I spent the evening at an address near Knightsbridge, listening to a fascinating lecture by a Frenchman. He did not mention Covid-19 once. I had walked across Hyde Park to reach the lecture, the news playing on my mobile through headphone buds I was wearing, as I made my way. It was impossible to relax, thanks to a charming virologist from Northern Ireland who was taking questions from listeners. The BBC had received thousands of queries ready for the interview. Vitamin C was being recommended, but the virologist was cautioning about its excess use. Garlic was championed as well, although there was no evidence that it worked.

When it came to the garlic question, I heard the virologist hesitate in mid-answer. “But there is one thought,” she soon continued.

“Which is?” encouraged the interviewer.

“It’ll make you smell,” came the answer, “so that others will give you a wide berth.”

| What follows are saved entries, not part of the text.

impl Body {
    /// Blocks reachable from the entry, in depth first preorder
    pub fn reachable_blocks(&self) -> Vec<BlockId> {
        let mut visited = HashSet::new();
        let mut order = Vec::new();
        let mut stack = vec![self.entry];

        while let Some(block) = stack.pop() {
            if !visited.insert(block) {
                continue;
            }
            order.push(block);

            // reversed so the positive edge is explored first
            let successors = self.blocks[block].terminator.successors().collect::<Vec<_>>();
            stack.extend(successors.into_iter().rev());
        }

        order
    }

    /// Drops every block in `keep`'s complement and renumbers the rest so
    /// that the entry comes first and the sink last. Edges are rewritten.
    pub fn compact(&mut self, keep: &HashSet<BlockId>) {
        let mut order = self
            .blocks
            .indices()
            .filter(|b| keep.contains(b) && *b != self.entry && *b != self.sink)
            .collect::<Vec<_>>();
        order.insert(0, self.entry);
        if self.sink != self.entry {
            order.push(self.sink);
        }

        let mut renumbered = vec![None; self.blocks.len()];
        for (new, old) in order.iter().enumerate() {
            renumbered[old.index()] = Some(BlockId::new(new));
        }
        // edges only ever lead to kept blocks; the fallback is never taken
        let map = |b: BlockId| renumbered[b.index()].unwrap_or(b);

        let mut old_blocks = std::mem::take(&mut self.blocks.raw)
            .into_iter()
            .map(Some)
            .collect::<Vec<_>>();
        for old in &order {
            let Some(mut block) = old_blocks[old.index()].take() else {
                continue;
            };
            block.terminator = match block.terminator {
                Terminator::Conditional {
                    condition,
                    positive,
                    negative,
                } => Terminator::Conditional {
                    condition,
                    positive: map(positive),
                    negative: map(negative),
                },
                Terminator::Unconditional(target) => Terminator::Unconditional(map(target)),
                Terminator::Sink => Terminator::Sink,
            };
            self.blocks.push(block);
        }

        self.entry = map(self.entry);
        self.sink = map(self.sink);
    }
}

There’s the solution, I thought. I would seek some garlic later. There was no problem keeping others at a distance. After all, if it was not for other people, Covid-19 would never have appeared.

The emergency telephone number, NHS 111, has been receiving an ever-increasing number of calls, which perhaps explains why many patients have said it takes them forever to receive an answer. Last Friday alone, NHS 111 received 20,000 telephone inquiries, so callers are being encouraged to make contact online.

Masks are also known to be in short supply and cost a fortune if you are sufficiently lucky to find one. I heard from a journalist at this morning’s meeting that there are several YouTube videos that explain how to make one. I have found more than a dozen videos and some have had many thousands of hits.

Meanwhile in Val d’Isère, the French ski resort, skiers have been told to keep their gloves and goggles on when travelling on the ski bus. How can anyone relax with all this going on? I am meant to be trained to take stress and I find this hard enough. Heaven help the bulk of the population. Companies selling survival kits have never had it so good, as many families are preparing themselves for total lockdown.

I am scheduled to attend a media conference at the Queen Elizabeth II Centre in Westminster next week. The organisers have already been in touch to say it is still on. I will be interested to see if they keep to that decision as this week goes by. We have been told that the conference has obtained plenty of hand gel canisters and we are being encouraged, once again, to ensure we keep our hands clean. It is impressive that they have obtained the stuff, as wherever I have looked it has been in short supply.

The Prime Minister has been on the television, with a face looking grim, to say we should be prepared for a big rise in numbers over the next few days and weeks. The Government is talking about bringing back recently retired doctors to the NHS to fill any gaps that may appear.

Two members of my family had planned to go shopping tomorrow. I asked them to think if it was essential. If either one developed Covid-19 as a result of shopping, would the trip have been worthwhile? I made no final decision for them, but now it seems they have decided better of it. They will be meeting in a nearby restaurant instead. Even that is a risk, but the tables are well separated, so I am as happy as I can be about it.

It is a shame one cannot have antibody testing right away. Imagine if I have Covid-19 antibodies already, without noticing? After all, we have been repeatedly told that the majority of sufferers experience mild symptoms only, or no symptoms at all.  If that is true, I could cease this rigmarole immediately, as if I had antibodies, I would be immune. At the moment, I have no clue about my antibody status, so have to presume in all my actions that I am at risk of developing Covid-19.

Whatever my status, there is no doubt that this disease has made the nation very nervous.